The Consequences of Encephalization: Testing Trade-offs in Cranial Evolution

Evolutionary changes in brain anatomy underlie some of the most significant evolutionary transitions, including the origins of birds, placental mammals, and hominids. Enlarged, globular forebrains are thought to have facilitated the evolutionary success of these groups by enabling new cognitive, sensory, and behavioural repertoires, thereby unlocking new ecological niches. For this reason, understanding the timing, rate, and cause of evolutionary changes in brain shape and size in birds and mammals has been a major focus in evolutionary biology for decades. But brain expansion comes at a cost: not only is the brain metabolically expensive, but the rest of the head must also physically accommodate and protect the large brain. When brain size increases, what are the evolutionary consequences for the structure and function of other closely associated anatomical systems such as the skull, eye, and cranial muscles?
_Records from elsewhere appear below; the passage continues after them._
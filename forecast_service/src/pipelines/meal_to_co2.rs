//! Meal composition to CO2 footprint

use crate::category::MetricCategory;
use crate::data::MealComposition;
use crate::error::{ForecastError, Result};
use crate::registry::ModelRegistry;
use crate::restaurant::RestaurantKey;
use serde::Serialize;

#[derive(Debug, Clone, Copy, PartialEq, Serialize)]
pub struct Co2Prediction {
    pub predicted_co2: f64,
}

/// Runs a restaurant's CO2 regressor on a meal composition
#[derive(Debug, Clone, Copy)]
pub struct MealToCo2Pipeline<'a> {
    registry: &'a ModelRegistry,
}

impl<'a> MealToCo2Pipeline<'a> {
    pub fn new(registry: &'a ModelRegistry) -> Self {
        Self { registry }
    }

    pub fn run(
        &self,
        restaurant: RestaurantKey,
        composition: &MealComposition,
    ) -> Result<Co2Prediction> {
        composition.validate()?;
        let model = self
            .registry
            .regressor(restaurant, MetricCategory::MealToCo2)?;
        let outputs = model.predict(&composition.to_features())?;

        match outputs[..] {
            [predicted_co2] => Ok(Co2Prediction { predicted_co2 }),
            _ => Err(ForecastError::Prediction(format!(
                "{} returned {} outputs, expected 1",
                model.name(),
                outputs.len()
            ))),
        }
    }
}
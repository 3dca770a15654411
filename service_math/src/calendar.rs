//! Business-day arithmetic (Monday to Friday)

use chrono::{Datelike, NaiveDate, Weekday};

/// Whether the date falls on a Saturday or Sunday
pub fn is_weekend(date: NaiveDate) -> bool {
    matches!(date.weekday(), Weekday::Sat | Weekday::Sun)
}

/// Count the business days in `start..=end`.
///
/// Returns 0 when `end` precedes `start`.
pub fn business_days_inclusive(start: NaiveDate, end: NaiveDate) -> u32 {
    if end < start {
        return 0;
    }

    let total_days = (end - start).num_days() + 1;
    let full_weeks = total_days / 7;
    let remainder = total_days % 7;

    // Each full week contributes five business days; walk the leftover days
    let mut count = full_weeks * 5;
    let mut weekday = start.weekday();
    for _ in 0..remainder {
        if !matches!(weekday, Weekday::Sat | Weekday::Sun) {
            count += 1;
        }
        weekday = weekday.succ();
    }

    count as u32
}

/// The first business day strictly after `date`
pub fn next_business_day(date: NaiveDate) -> Option<NaiveDate> {
    let mut current = date.succ_opt()?;
    while is_weekend(current) {
        current = current.succ_opt()?;
    }
    Some(current)
}

#[cfg(test)]
mod tests {
    use super::*;
    use rstest::rstest;

    fn date(s: &str) -> NaiveDate {
        NaiveDate::parse_from_str(s, "%Y-%m-%d").unwrap()
    }

    #[rstest]
    #[case("2024-05-09", "2024-05-09", 1)]
    #[case("2024-05-09", "2024-05-10", 2)]
    #[case("2024-05-09", "2024-05-13", 3)]
    #[case("2024-05-09", "2024-05-16", 6)]
    #[case("2024-05-09", "2024-06-06", 21)]
    #[case("2024-05-09", "2024-05-08", 0)]
    #[case("2024-05-11", "2024-05-12", 0)]
    fn test_business_days_inclusive(#[case] start: &str, #[case] end: &str, #[case] expected: u32) {
        assert_eq!(business_days_inclusive(date(start), date(end)), expected);
    }

    #[test]
    fn test_matches_day_by_day_count() {
        let start = date("2024-05-09");
        let mut end = start;
        let mut expected = 0;
        for _ in 0..400 {
            if !is_weekend(end) {
                expected += 1;
            }
            assert_eq!(business_days_inclusive(start, end), expected);
            end = end.succ_opt().unwrap();
        }
    }

    #[test]
    fn test_weekend_detection() {
        assert!(is_weekend(date("2024-05-11")));
        assert!(is_weekend(date("2024-05-12")));
        assert!(!is_weekend(date("2024-05-13")));
    }

    #[test]
    fn test_next_business_day() {
        assert_eq!(next_business_day(date("2024-05-10")), Some(date("2024-05-13")));
        assert_eq!(next_business_day(date("2024-05-11")), Some(date("2024-05-13")));
        assert_eq!(next_business_day(date("2024-05-13")), Some(date("2024-05-14")));
    }
}
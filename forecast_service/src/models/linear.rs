//! Multi-output linear regression (ordinary, ridge or lasso fits)

use crate::error::{ForecastError, Result};
use crate::models::{check_features, Regressor};

/// Fitted linear regressor with one coefficient row per output
#[derive(Debug, Clone)]
pub struct LinearRegressor {
    /// Name of the model
    name: String,
    /// One intercept per output
    intercepts: Vec<f64>,
    /// `coefficients[output][feature]`
    coefficients: Vec<Vec<f64>>,
    /// Number of input features
    n_features: usize,
}

impl LinearRegressor {
    pub fn new(
        name: impl Into<String>,
        intercepts: Vec<f64>,
        coefficients: Vec<Vec<f64>>,
    ) -> Result<Self> {
        if intercepts.is_empty() || intercepts.len() != coefficients.len() {
            return Err(ForecastError::InvalidParameter(format!(
                "Linear model needs one intercept per coefficient row, got {} and {}",
                intercepts.len(),
                coefficients.len()
            )));
        }

        let n_features = coefficients[0].len();
        if n_features == 0 || coefficients.iter().any(|row| row.len() != n_features) {
            return Err(ForecastError::InvalidParameter(
                "Linear model coefficient rows must share a non-zero length".to_string(),
            ));
        }

        if intercepts.iter().chain(coefficients.iter().flatten()).any(|v| !v.is_finite()) {
            return Err(ForecastError::InvalidParameter(
                "Linear model parameters must be finite".to_string(),
            ));
        }

        Ok(Self {
            name: name.into(),
            intercepts,
            coefficients,
            n_features,
        })
    }
}

impl Regressor for LinearRegressor {
    fn predict(&self, features: &[f64]) -> Result<Vec<f64>> {
        check_features(&self.name, self.n_features, features)?;

        let outputs = self
            .intercepts
            .iter()
            .zip(self.coefficients.iter())
            .map(|(intercept, row)| {
                intercept
                    + row
                        .iter()
                        .zip(features.iter())
                        .map(|(coefficient, x)| coefficient * x)
                        .sum::<f64>()
            })
            .collect();

        Ok(outputs)
    }

    fn n_features(&self) -> usize {
        self.n_features
    }

    fn n_outputs(&self) -> usize {
        self.intercepts.len()
    }

    fn name(&self) -> &str {
        &self.name
    }
}
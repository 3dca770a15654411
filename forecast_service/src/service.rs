//! Forecast orchestration service
//!
//! Owns the loaded [`ModelRegistry`] and the [`ServiceConfig`], and exposes
//! the operations callers use: horizon forecasts reshaped into date-keyed
//! records, the meal-to-waste pipeline and the meal-to-CO2 pipeline.

use crate::batch::{BatchOutcome, BatchResult, BatchRow, MealRequest};
use crate::category::MetricCategory;
use crate::config::ServiceConfig;
use crate::data::MealComposition;
use crate::error::{ForecastError, Result};
use crate::forecaster::HorizonForecaster;
use crate::pipelines::{
    Co2Prediction, MealToCo2Pipeline, MealToWasteOutput, MealToWastePipeline, OutputMode,
};
use crate::registry::ModelRegistry;
use crate::reshape::{post_process_records, reshape, DateKeyedRecord};
use crate::restaurant::RestaurantKey;
use tracing::{debug, info, warn};

#[derive(Debug)]
pub struct ForecastService {
    registry: ModelRegistry,
    config: ServiceConfig,
}

impl ForecastService {
    pub fn new(registry: ModelRegistry, config: ServiceConfig) -> Self {
        Self { registry, config }
    }

    /// Load the registry from `config.model_root`
    pub fn from_config(config: ServiceConfig) -> Result<Self> {
        info!(root = %config.model_root.display(), "Loading model registry");
        let registry = ModelRegistry::load(&config.model_root)?;
        Ok(Self::new(registry, config))
    }

    pub fn registry(&self) -> &ModelRegistry {
        &self.registry
    }

    pub fn config(&self) -> &ServiceConfig {
        &self.config
    }

    /// Forecast `number_of_days` of a time-series category for every
    /// restaurant, merged by timestamp and post-processed
    pub fn forecast_series(
        &self,
        category: MetricCategory,
        number_of_days: usize,
    ) -> Result<Vec<DateKeyedRecord>> {
        let granularity = category.time_granularity().ok_or_else(|| {
            ForecastError::InvalidParameter(format!("{} is not a time-series category", category))
        })?;

        let series = HorizonForecaster::new(&self.registry).forecast_all(category, number_of_days)?;
        let records = post_process_records(reshape(granularity, &series));
        debug!(%category, number_of_days, records = records.len(), "reshaped forecast");
        Ok(records)
    }

    pub fn forecast_receipts(&self, number_of_days: usize) -> Result<Vec<DateKeyedRecord>> {
        self.forecast_series(MetricCategory::Receipt, number_of_days)
    }

    pub fn forecast_occupancy(&self, number_of_days: usize) -> Result<Vec<DateKeyedRecord>> {
        self.forecast_series(MetricCategory::Occupancy, number_of_days)
    }

    pub fn forecast_biowaste(&self, number_of_days: usize) -> Result<Vec<DateKeyedRecord>> {
        self.forecast_series(MetricCategory::Biowaste, number_of_days)
    }

    pub fn forecast_meal_mix(&self, number_of_days: usize) -> Result<Vec<DateKeyedRecord>> {
        self.forecast_series(MetricCategory::MealMix, number_of_days)
    }

    fn meal_to_waste(&self) -> MealToWastePipeline<'_> {
        MealToWastePipeline::new(&self.registry)
            .with_first_eligible_date(self.config.first_eligible_date)
            .with_waste_threshold(self.config.waste_threshold_grams)
    }

    /// Per-customer waste on `date` for a hypothetical meal composition
    pub fn forecast_meal_to_waste(
        &self,
        restaurant: RestaurantKey,
        composition: &MealComposition,
        date: &str,
        mode: OutputMode,
    ) -> Result<MealToWasteOutput> {
        self.meal_to_waste().run(restaurant, composition, date, mode)
    }

    pub fn forecast_meal_to_co2(
        &self,
        restaurant: RestaurantKey,
        composition: &MealComposition,
    ) -> Result<Co2Prediction> {
        MealToCo2Pipeline::new(&self.registry).run(restaurant, composition)
    }

    /// Run one request; a date selects the waste pipeline, no date the
    /// CO2 pipeline
    pub fn run_request(&self, request: &MealRequest) -> BatchOutcome {
        let result = match &request.date {
            Some(date) => self
                .forecast_meal_to_waste(
                    request.restaurant,
                    &request.composition,
                    date,
                    OutputMode::Numeric,
                )
                .and_then(|output| match output {
                    MealToWasteOutput::Numeric(result) => Ok(BatchResult::Waste(result)),
                    MealToWasteOutput::Image(_) => Err(ForecastError::Prediction(
                        "Numeric mode returned an image".to_string(),
                    )),
                }),
            None => self
                .forecast_meal_to_co2(request.restaurant, &request.composition)
                .map(BatchResult::Co2),
        };

        if let Err(err) = &result {
            warn!(row = request.row, restaurant = %request.restaurant, "batch row failed: {}", err);
        }
        BatchOutcome::from_result(request, result)
    }

    /// Run every row in order; rejected rows are reported without running
    pub fn run_batch(&self, rows: &[BatchRow]) -> Vec<BatchOutcome> {
        rows.iter()
            .map(|row| match row {
                Ok(request) => self.run_request(request),
                Err(rejected) => {
                    warn!(row = rejected.row, "batch row rejected: {}", rejected.error);
                    BatchOutcome::rejected(rejected)
                }
            })
            .collect()
    }
}

#[cfg(test)]
mod tests {
    use super::*;
    use crate::batch::RejectedRow;
    use crate::category::Frequency;
    use crate::models::linear::LinearRegressor;
    use crate::models::seasonal::SeasonalProfile;
    use crate::models::{Component, ComponentSeriesModel, SeriesModel};
    use crate::reshape::RecordValue;
    use chrono::NaiveDate;
    use pretty_assertions::assert_eq;

    fn series(start: &str, frequency: Frequency, fields: &[(&str, f64)]) -> Box<dyn SeriesModel> {
        let start = NaiveDate::parse_from_str(start, "%Y-%m-%d")
            .unwrap()
            .and_hms_opt(if frequency == Frequency::Hourly { 10 } else { 0 }, 0, 0)
            .unwrap();
        let components = fields
            .iter()
            .map(|(name, value)| Component {
                name: name.to_string(),
                model: Box::new(SeasonalProfile::new(vec![*value, -*value], 0).unwrap()),
            })
            .collect();
        Box::new(ComponentSeriesModel::new("fixture", start, frequency, components).unwrap())
    }

    fn service(receipts: f64) -> ForecastService {
        let mut builder = ModelRegistry::builder();
        for restaurant in RestaurantKey::ALL {
            builder = builder
                .series(
                    MetricCategory::Receipt,
                    restaurant,
                    series("2024-05-09", Frequency::Hourly, &[("receipts", 12.346)]),
                )
                .series(
                    MetricCategory::Occupancy,
                    restaurant,
                    series("2024-05-09", Frequency::Hourly, &[("occupancy", 50.0)]),
                )
                .series(
                    MetricCategory::Biowaste,
                    restaurant,
                    series(
                        "2024-05-09",
                        Frequency::Daily,
                        &[("amnt_waste_customer", 4.0), ("amnt_waste_kitchen", 2.0)],
                    ),
                )
                .series(
                    MetricCategory::MealMix,
                    restaurant,
                    series("2024-05-09", Frequency::Daily, &[("num_fish", 30.0), ("num_vegan", 8.0)]),
                )
                .regressor(
                    MetricCategory::MealToWaste,
                    restaurant,
                    Box::new(
                        LinearRegressor::new("waste", vec![6.0, 4.0], vec![vec![0.0; 5], vec![0.0; 5]])
                            .unwrap(),
                    ),
                )
                .regressor(
                    MetricCategory::MealToCo2,
                    restaurant,
                    Box::new(LinearRegressor::new("co2", vec![1.5], vec![vec![0.5; 5]]).unwrap()),
                );
        }
        let fields: Vec<(String, f64)> = RestaurantKey::ALL
            .iter()
            .map(|r| (r.receipt_field(), receipts))
            .collect();
        let fields: Vec<(&str, f64)> = fields.iter().map(|(n, v)| (n.as_str(), *v)).collect();
        let registry = builder
            .day_ahead_receipts(series("2024-05-09", Frequency::BusinessDaily, &fields))
            .build()
            .unwrap();

        ForecastService::new(registry, ServiceConfig::default())
    }

    #[test]
    fn test_receipts_are_post_processed_per_hour() {
        let records = service(250.0).forecast_receipts(1).unwrap();

        assert_eq!(records.len(), 9);
        assert_eq!(records[0].timestamp(), "2024-05-09 10:00:00");
        assert_eq!(records[0].key_field(), "datetime");
        assert_eq!(records[0].get(RestaurantKey::Exactum), Some(&RecordValue::Scalar(12.35)));
        // Alternating fixture dips below zero and is clamped
        assert_eq!(records[1].get(RestaurantKey::Exactum), Some(&RecordValue::Scalar(0.0)));
    }

    #[test]
    fn test_meal_mix_records_group_components() {
        let records = service(250.0).forecast_meal_mix(3).unwrap();

        assert_eq!(records.len(), 3);
        assert_eq!(records[2].timestamp(), "2024-05-11");
        let chemicum = records[0].get(RestaurantKey::Chemicum).unwrap();
        assert_eq!(chemicum.field("num_fish"), Some(30.0));
        assert_eq!(chemicum.field("num_vegan"), Some(8.0));
    }

    #[test]
    fn test_regression_category_is_not_a_series() {
        let result = service(250.0).forecast_series(MetricCategory::MealToCo2, 1);
        assert!(matches!(result, Err(ForecastError::InvalidParameter(_))));
    }

    #[test]
    fn test_meal_to_waste_numeric() {
        let composition = MealComposition::new(10.0, 20.0, 30.0, 40.0, 5.0).unwrap();
        let output = service(250.0)
            .forecast_meal_to_waste(RestaurantKey::Physicum, &composition, "2024-05-09", OutputMode::Numeric)
            .unwrap();

        match output {
            MealToWasteOutput::Numeric(result) => {
                assert_eq!(result.predicted_num_receipts, 250);
                assert_eq!(result.predicted_waste_per_customer, 40.0);
            }
            MealToWasteOutput::Image(_) => panic!("expected numeric output"),
        }
    }

    #[test]
    fn test_zero_receipts_leave_waste_per_customer_undefined() {
        let composition = MealComposition::new(10.0, 20.0, 30.0, 40.0, 5.0).unwrap();
        let result = service(0.0).forecast_meal_to_waste(
            RestaurantKey::Chemicum,
            &composition,
            "2024-05-09",
            OutputMode::Numeric,
        );

        assert!(matches!(result, Err(ForecastError::UndefinedMetric(_))));
    }

    #[test]
    fn test_batch_mixes_waste_co2_and_failures() {
        let composition = MealComposition::default();
        let requests = vec![
            Ok(MealRequest {
                row: 1,
                restaurant: RestaurantKey::Chemicum,
                date: Some("2024-05-09".to_string()),
                composition,
            }),
            Ok(MealRequest {
                row: 2,
                restaurant: RestaurantKey::Chemicum,
                date: None,
                composition,
            }),
            Ok(MealRequest {
                row: 3,
                restaurant: RestaurantKey::Exactum,
                date: Some("2024-05-11".to_string()),
                composition,
            }),
            Err(RejectedRow {
                row: 4,
                restaurant: "Kumpula".to_string(),
                error: ForecastError::InvalidParameter("Unknown restaurant: Kumpula".to_string()),
            }),
        ];

        let outcomes = service(250.0).run_batch(&requests);

        assert_eq!(outcomes.len(), 4);
        assert!(matches!(outcomes[0].result, Some(BatchResult::Waste(_))));
        assert_eq!(
            outcomes[1].result,
            Some(BatchResult::Co2(Co2Prediction { predicted_co2: 1.5 }))
        );
        assert!(!outcomes[2].is_ok());
        assert_eq!(outcomes[3].restaurant, "Kumpula");
        assert!(!outcomes[3].is_ok());
    }
}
Conversely, what influence do these structures exert on the brain's anatomy and evolvability? The aim of this project is to quantify how the morphological diversity and macroevolutionary dynamics of cranial structures have been influenced by the tradeoffs among these structures. To achieve this goal, we will go beyond simply quantifying correlations between traits and instead analyse the cause-and-effect interactions between traits by developing new evolutionary causal modelling methods. We will examine the evolution of the head as an integrated whole, quantifying the cranial anatomy of hundreds of modern and fossil birds and mammals using advanced 3D imaging and morphometric methods pioneered in my lab. By interrogating the trade-offs among cranial structures across scales of evolution, from macroevolutionary to microevolutionary, and developing new phylogenetic comparative methods, we will provide new evidence and tools for understanding how the interactions among complex traits affect the evolution of diversity through time.